Ralbp1 is an effector of R-Ras and Ral GTPases that contains a GAP-like domain, which inhibits activity of Cdc42 and Rac1.- The GAP domain is required for its interaction with R-Ras, for Ras-mediated Rac1 activation, and cell spreading. However, this occurs independently of Ralbp1 enzymatic GAP activity, but depends on recruitment and signaling via R-Ras. Although it is unclear if the GAP function of Ralbp1 controls cell adhesion, the expression of this multifunctional protein in endothelial cells is involved in tumor-associated angiogenesis in vivo. Moreover, auto-antibodies directed against Ralbp1 were detected in sera of patients that suffer from immune-mediated endothelial dysfunction, suggesting that Ralbp1 is associated with cardiovascular disease. To understand the role of Ralbp1 in endothelial cells, it would be interesting to investigate which specific adhesion events are regulated by Ralbp1 during angiogenesis.

Other highly expressed Rho GAPs

Myo9b is a GAP for RhoA that is recruited to regions of actin polymerization at membrane protrusions, depending on the activity of its own myosin motor domain. In addition, Myo9b is required for directional migration., Myo9b is crucial for tight junction formation and intestinal epithelial barrier formation, but no role in endothelial cells has been reported to date. Arhgap19 was recently identified as one of the repressed targets of miR-24, a microRNA enriched in cardiac endothelial cells after ischemia that inhibits angiogenesis in mouse models of myocardial infarction. Suppressing Arhgap19 expression enhanced keratinocyte differentiation and reorganizes the actin cytoskeleton, cell–matrix adhesions, and cell–cell junctions. Nothing is known about its putative role in endothelial cells. In addition, we find several other endothelial-enriched Rho GAPs, like DEPDC1, DEPDC1b, Arhgap11a, and Arhgap28, of which we know very little in the context of cell adhesion and vascular biology.

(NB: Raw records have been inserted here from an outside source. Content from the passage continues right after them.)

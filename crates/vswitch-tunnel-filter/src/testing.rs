//! In-process filtering engine for tests
//!
//! [`InMemoryEngine`] implements [`FilterEngine`] with the full engine-side
//! contract: session scoping, one subscription per session, registration
//! dependency ordering, duplicate detection, and loss of all runtime state
//! on a stop. Tests drive it with [`InMemoryEngine::transition`] and
//! [`InMemoryEngine::inject`] to exercise the subsystem without a host
//! engine.

use crate::engine::{
    CalloutDesc, FilterEngine, FilterEvent, ProviderDesc, ServiceState, SessionId, StateSubscriber,
    SublayerDesc, SubscriptionId,
};
use crate::error::{FilterError, Result};
use crate::flow::{PacketMeta, Verdict};
use dashmap::DashMap;
use parking_lot::Mutex;
use std::collections::{HashMap, HashSet};
use std::sync::atomic::{AtomicBool, AtomicU64, Ordering};
use std::sync::Arc;
use tracing::debug;
use uuid::Uuid;

/// In-memory [`FilterEngine`] implementation
pub struct InMemoryEngine {
    state: Mutex<ServiceState>,
    next_id: AtomicU64,
    sessions: Mutex<HashSet<u64>>,
    subscriptions: Mutex<HashMap<u64, (u64, Arc<dyn StateSubscriber>)>>,
    providers: Mutex<HashMap<Uuid, ProviderDesc>>,
    sublayers: Mutex<HashMap<Uuid, SublayerDesc>>,
    /// Read from the simulated packet path, mutated from the control path
    callouts: DashMap<Uuid, CalloutDesc>,
    refuse_sessions: AtomicBool,
    fail_sublayer_adds: AtomicBool,
    fail_callout_adds: AtomicBool,
}

impl Default for InMemoryEngine {
    fn default() -> Self {
        Self::new()
    }
}

impl InMemoryEngine {
    /// Engine in the stopped state
    pub fn new() -> Self {
        Self {
            state: Mutex::new(ServiceState::Stopped),
            next_id: AtomicU64::new(1),
            sessions: Mutex::new(HashSet::new()),
            subscriptions: Mutex::new(HashMap::new()),
            providers: Mutex::new(HashMap::new()),
            sublayers: Mutex::new(HashMap::new()),
            callouts: DashMap::new(),
            refuse_sessions: AtomicBool::new(false),
            fail_sublayer_adds: AtomicBool::new(false),
            fail_callout_adds: AtomicBool::new(false),
        }
    }

    /// Engine already in the running state
    pub fn running() -> Self {
        let engine = Self::new();
        *engine.state.lock() = ServiceState::Running;
        engine
    }

    /// Transition the service state and notify every subscriber.
    ///
    /// Entering [`ServiceState::Stopped`] wipes all registrations, matching
    /// a real engine restart losing its runtime state.
    pub fn transition(&self, to: ServiceState) {
        *self.state.lock() = to;
        if to == ServiceState::Stopped {
            self.providers.lock().clear();
            self.sublayers.lock().clear();
            self.callouts.clear();
        }
        debug!(?to, "engine state transition");

        let subscribers: Vec<Arc<dyn StateSubscriber>> = self
            .subscriptions
            .lock()
            .values()
            .map(|(_, s)| s.clone())
            .collect();
        for subscriber in subscribers {
            subscriber.state_changed(to);
        }
    }

    /// Run the classify path for `packet` at `layer`, as the engine's
    /// packet workers would. [`Verdict::Continue`] when no callout is
    /// installed there.
    pub fn inject(&self, layer: crate::engine::TrafficLayer, packet: &PacketMeta) -> Verdict {
        let callbacks = self
            .callouts
            .iter()
            .find(|entry| entry.layer == layer)
            .map(|entry| entry.callbacks.clone());
        match callbacks {
            Some(callbacks) => callbacks.classify(layer, packet),
            None => Verdict::Continue,
        }
    }

    /// Deliver a filter-removed notification to every installed callout, as
    /// if an administrator deleted the filters out from under the driver.
    pub fn revoke_filters(&self) {
        let installed: Vec<CalloutDesc> =
            self.callouts.iter().map(|e| e.value().clone()).collect();
        for desc in installed {
            desc.callbacks.notify(FilterEvent::FilterRemoved {
                callout: desc.key,
                layer: desc.layer,
            });
        }
    }

    /// Make `open_session` fail, for fatal bring-up tests
    pub fn refuse_sessions(&self, refuse: bool) {
        self.refuse_sessions.store(refuse, Ordering::SeqCst);
    }

    /// Inject a transient failure into sublayer registration
    pub fn fail_sublayer_adds(&self, fail: bool) {
        self.fail_sublayer_adds.store(fail, Ordering::SeqCst);
    }

    /// Inject a transient failure into callout registration
    pub fn fail_callout_adds(&self, fail: bool) {
        self.fail_callout_adds.store(fail, Ordering::SeqCst);
    }

    /// Number of open sessions
    pub fn session_count(&self) -> usize {
        self.sessions.lock().len()
    }

    /// Number of active state subscriptions
    pub fn subscription_count(&self) -> usize {
        self.subscriptions.lock().len()
    }

    /// Number of registered providers
    pub fn provider_count(&self) -> usize {
        self.providers.lock().len()
    }

    /// Number of registered sublayers
    pub fn sublayer_count(&self) -> usize {
        self.sublayers.lock().len()
    }

    /// Number of registered callouts
    pub fn callout_count(&self) -> usize {
        self.callouts.len()
    }

    fn check_session(&self, session: SessionId) -> Result<()> {
        if self.sessions.lock().contains(&session.0) {
            Ok(())
        } else {
            Err(FilterError::InvalidSession)
        }
    }

    fn check_running(&self) -> Result<()> {
        let state = *self.state.lock();
        if state == ServiceState::Running {
            Ok(())
        } else {
            Err(FilterError::EngineUnavailable(state))
        }
    }
}

impl FilterEngine for InMemoryEngine {
    fn open_session(&self) -> Result<SessionId> {
        if self.refuse_sessions.load(Ordering::SeqCst) {
            return Err(FilterError::SessionOpen("engine refused session".into()));
        }
        let id = self.next_id.fetch_add(1, Ordering::SeqCst);
        self.sessions.lock().insert(id);
        Ok(SessionId(id))
    }

    fn close_session(&self, session: SessionId) {
        self.sessions.lock().remove(&session.0);
        self.subscriptions
            .lock()
            .retain(|_, (owner, _)| *owner != session.0);
    }

    fn current_state(&self) -> ServiceState {
        *self.state.lock()
    }

    fn subscribe_state(
        &self,
        session: SessionId,
        subscriber: Arc<dyn StateSubscriber>,
    ) -> Result<SubscriptionId> {
        self.check_session(session)?;
        {
            let mut subs = self.subscriptions.lock();
            if subs.values().any(|(owner, _)| *owner == session.0) {
                return Err(FilterError::SubscriptionExists);
            }
            let id = self.next_id.fetch_add(1, Ordering::SeqCst);
            subs.insert(id, (session.0, subscriber.clone()));
            drop(subs);
            // Deliver the current state outside the subscription lock; the
            // subscriber may provision immediately.
            subscriber.state_changed(self.current_state());
            Ok(SubscriptionId(id))
        }
    }

    fn unsubscribe_state(&self, session: SessionId, subscription: SubscriptionId) {
        let _ = session;
        self.subscriptions.lock().remove(&subscription.0);
    }

    fn add_provider(&self, session: SessionId, provider: &ProviderDesc) -> Result<()> {
        self.check_session(session)?;
        self.check_running()?;
        let mut providers = self.providers.lock();
        if providers.contains_key(&provider.key) {
            return Err(FilterError::AlreadyRegistered { kind: "provider" });
        }
        providers.insert(provider.key, provider.clone());
        Ok(())
    }

    fn remove_provider(&self, session: SessionId, key: Uuid) -> Result<()> {
        self.check_session(session)?;
        if self.sublayers.lock().values().any(|s| s.provider_key == key) {
            return Err(FilterError::InUse { kind: "provider" });
        }
        match self.providers.lock().remove(&key) {
            Some(_) => Ok(()),
            None => Err(FilterError::NotRegistered { kind: "provider" }),
        }
    }

    fn add_sublayer(&self, session: SessionId, sublayer: &SublayerDesc) -> Result<()> {
        self.check_session(session)?;
        self.check_running()?;
        if self.fail_sublayer_adds.load(Ordering::SeqCst) {
            return Err(FilterError::EngineFailure);
        }
        if !self.providers.lock().contains_key(&sublayer.provider_key) {
            return Err(FilterError::DependencyMissing {
                kind: "sublayer",
                missing: "provider",
            });
        }
        let mut sublayers = self.sublayers.lock();
        if sublayers.contains_key(&sublayer.key) {
            return Err(FilterError::AlreadyRegistered { kind: "sublayer" });
        }
        sublayers.insert(sublayer.key, sublayer.clone());
        Ok(())
    }

    fn remove_sublayer(&self, session: SessionId, key: Uuid) -> Result<()> {
        self.check_session(session)?;
        if self.callouts.iter().any(|c| c.sublayer_key == key) {
            return Err(FilterError::InUse { kind: "sublayer" });
        }
        match self.sublayers.lock().remove(&key) {
            Some(_) => Ok(()),
            None => Err(FilterError::NotRegistered { kind: "sublayer" }),
        }
    }

    fn add_callout(&self, session: SessionId, callout: CalloutDesc) -> Result<()> {
        self.check_session(session)?;
        self.check_running()?;
        if self.fail_callout_adds.load(Ordering::SeqCst) {
            return Err(FilterError::EngineFailure);
        }
        if !self.sublayers.lock().contains_key(&callout.sublayer_key) {
            return Err(FilterError::DependencyMissing {
                kind: "callout",
                missing: "sublayer",
            });
        }
        if self.callouts.contains_key(&callout.key) {
            return Err(FilterError::AlreadyRegistered { kind: "callout" });
        }
        let event = FilterEvent::FilterAdded {
            callout: callout.key,
            layer: callout.layer,
        };
        let callbacks = callout.callbacks.clone();
        self.callouts.insert(callout.key, callout);
        callbacks.notify(event);
        Ok(())
    }

    fn remove_callout(&self, session: SessionId, key: Uuid) -> Result<()> {
        self.check_session(session)?;
        match self.callouts.remove(&key) {
            Some(_) => Ok(()),
            None => Err(FilterError::NotRegistered { kind: "callout" }),
        }
    }
}

#[cfg(test)]
mod tests {
    use super::*;
    use crate::engine::TrafficLayer;

    fn provider_desc() -> ProviderDesc {
        ProviderDesc {
            key: Uuid::from_u128(1),
            name: "p".into(),
            description: "test provider".into(),
        }
    }

    fn sublayer_desc() -> SublayerDesc {
        SublayerDesc {
            key: Uuid::from_u128(2),
            provider_key: Uuid::from_u128(1),
            name: "s".into(),
            weight: 1,
        }
    }

    struct NopCallbacks;

    impl crate::engine::CalloutCallbacks for NopCallbacks {
        fn classify(&self, _layer: TrafficLayer, _packet: &PacketMeta) -> Verdict {
            Verdict::Continue
        }
        fn notify(&self, _event: FilterEvent) {}
    }

    fn callout_desc() -> CalloutDesc {
        CalloutDesc {
            key: Uuid::from_u128(3),
            sublayer_key: Uuid::from_u128(2),
            layer: TrafficLayer::OutboundTransportV4,
            callbacks: Arc::new(NopCallbacks),
        }
    }

    #[test]
    fn test_sublayer_requires_provider() {
        let engine = InMemoryEngine::running();
        let session = engine.open_session().unwrap();

        let err = engine.add_sublayer(session, &sublayer_desc()).unwrap_err();
        assert_eq!(
            err,
            FilterError::DependencyMissing {
                kind: "sublayer",
                missing: "provider",
            }
        );
    }

    #[test]
    fn test_callout_requires_sublayer() {
        let engine = InMemoryEngine::running();
        let session = engine.open_session().unwrap();
        engine.add_provider(session, &provider_desc()).unwrap();

        let err = engine.add_callout(session, callout_desc()).unwrap_err();
        assert_eq!(
            err,
            FilterError::DependencyMissing {
                kind: "callout",
                missing: "sublayer",
            }
        );
    }

    #[test]
    fn test_removal_ordering_enforced() {
        let engine = InMemoryEngine::running();
        let session = engine.open_session().unwrap();
        engine.add_provider(session, &provider_desc()).unwrap();
        engine.add_sublayer(session, &sublayer_desc()).unwrap();
        engine.add_callout(session, callout_desc()).unwrap();

        assert_eq!(
            engine
                .remove_provider(session, Uuid::from_u128(1))
                .unwrap_err(),
            FilterError::InUse { kind: "provider" }
        );
        assert_eq!(
            engine
                .remove_sublayer(session, Uuid::from_u128(2))
                .unwrap_err(),
            FilterError::InUse { kind: "sublayer" }
        );

        engine.remove_callout(session, Uuid::from_u128(3)).unwrap();
        engine.remove_sublayer(session, Uuid::from_u128(2)).unwrap();
        engine.remove_provider(session, Uuid::from_u128(1)).unwrap();
    }

    #[test]
    fn test_duplicate_registration_rejected() {
        let engine = InMemoryEngine::running();
        let session = engine.open_session().unwrap();
        engine.add_provider(session, &provider_desc()).unwrap();

        assert_eq!(
            engine.add_provider(session, &provider_desc()).unwrap_err(),
            FilterError::AlreadyRegistered { kind: "provider" }
        );
    }

    #[test]
    fn test_additions_require_running_state() {
        let engine = InMemoryEngine::new();
        let session = engine.open_session().unwrap();

        assert_eq!(
            engine.add_provider(session, &provider_desc()).unwrap_err(),
            FilterError::EngineUnavailable(ServiceState::Stopped)
        );
    }

    #[test]
    fn test_stop_wipes_registrations() {
        let engine = InMemoryEngine::running();
        let session = engine.open_session().unwrap();
        engine.add_provider(session, &provider_desc()).unwrap();
        engine.add_sublayer(session, &sublayer_desc()).unwrap();

        engine.transition(ServiceState::Stopped);
        assert_eq!(engine.provider_count(), 0);
        assert_eq!(engine.sublayer_count(), 0);
    }

    #[test]
    fn test_one_subscription_per_session() {
        let engine = InMemoryEngine::new();
        let session = engine.open_session().unwrap();

        struct Nop;
        impl StateSubscriber for Nop {
            fn state_changed(&self, _state: ServiceState) {}
        }

        engine.subscribe_state(session, Arc::new(Nop)).unwrap();
        assert_eq!(
            engine.subscribe_state(session, Arc::new(Nop)).unwrap_err(),
            FilterError::SubscriptionExists
        );
    }

    #[test]
    fn test_invalid_session_rejected() {
        let engine = InMemoryEngine::running();
        assert_eq!(
            engine
                .add_provider(SessionId(999), &provider_desc())
                .unwrap_err(),
            FilterError::InvalidSession
        );
    }
}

Non-enriched Rho GAPs with endothelial functions

Because GAPs and GEFs are not only regulated by transcription, we summarized the function of important non-enriched (in HUVECs) Rho regulators in Table 3 based on literature, and we overview the results from a Gene Ontology-based functional annotation search of all Rho regulators in Table S2. The Rho GAP expression profile of HUVECs shows for instance that p190RhoGAP (Arhgap35), an inhibitor of RhoA, is not differently expressed in endothelial cells compared with other cell types (Table S1). However, the expression of p190RhoGAP in endothelial cells is crucial for angiopoietin-1-induced cell–cell adhesion and endothelial barrier function, as it mediates angiopoietin-1-induced antagonistic signaling of active Rac1 toward RhoA., Also many cytokine-dependent signaling pathways that temporary perturb the endothelial barrier function require p190RhoGAP to suppress RhoA activity at later phases, and to recover endothelial monolayer integrity.- In addition, p190RhoGAP activity toward RhoA was shown to be required for semaphorin-induced chemorepulsion of HUVECs. Expression of p190RhoGAP is also needed to control balancing of transcription factors that govern retinal neovascularization. Thus, it is clear that p190RhoGAP and six other GAPs (see Table 3) regulate endothelial functions. This emphasizes that the importance of endothelial Rho GAPs or GEFs is not only determined by their level of expression, but also strongly relies on local growth factor- or cytokine-induced changes in enzymatic activity.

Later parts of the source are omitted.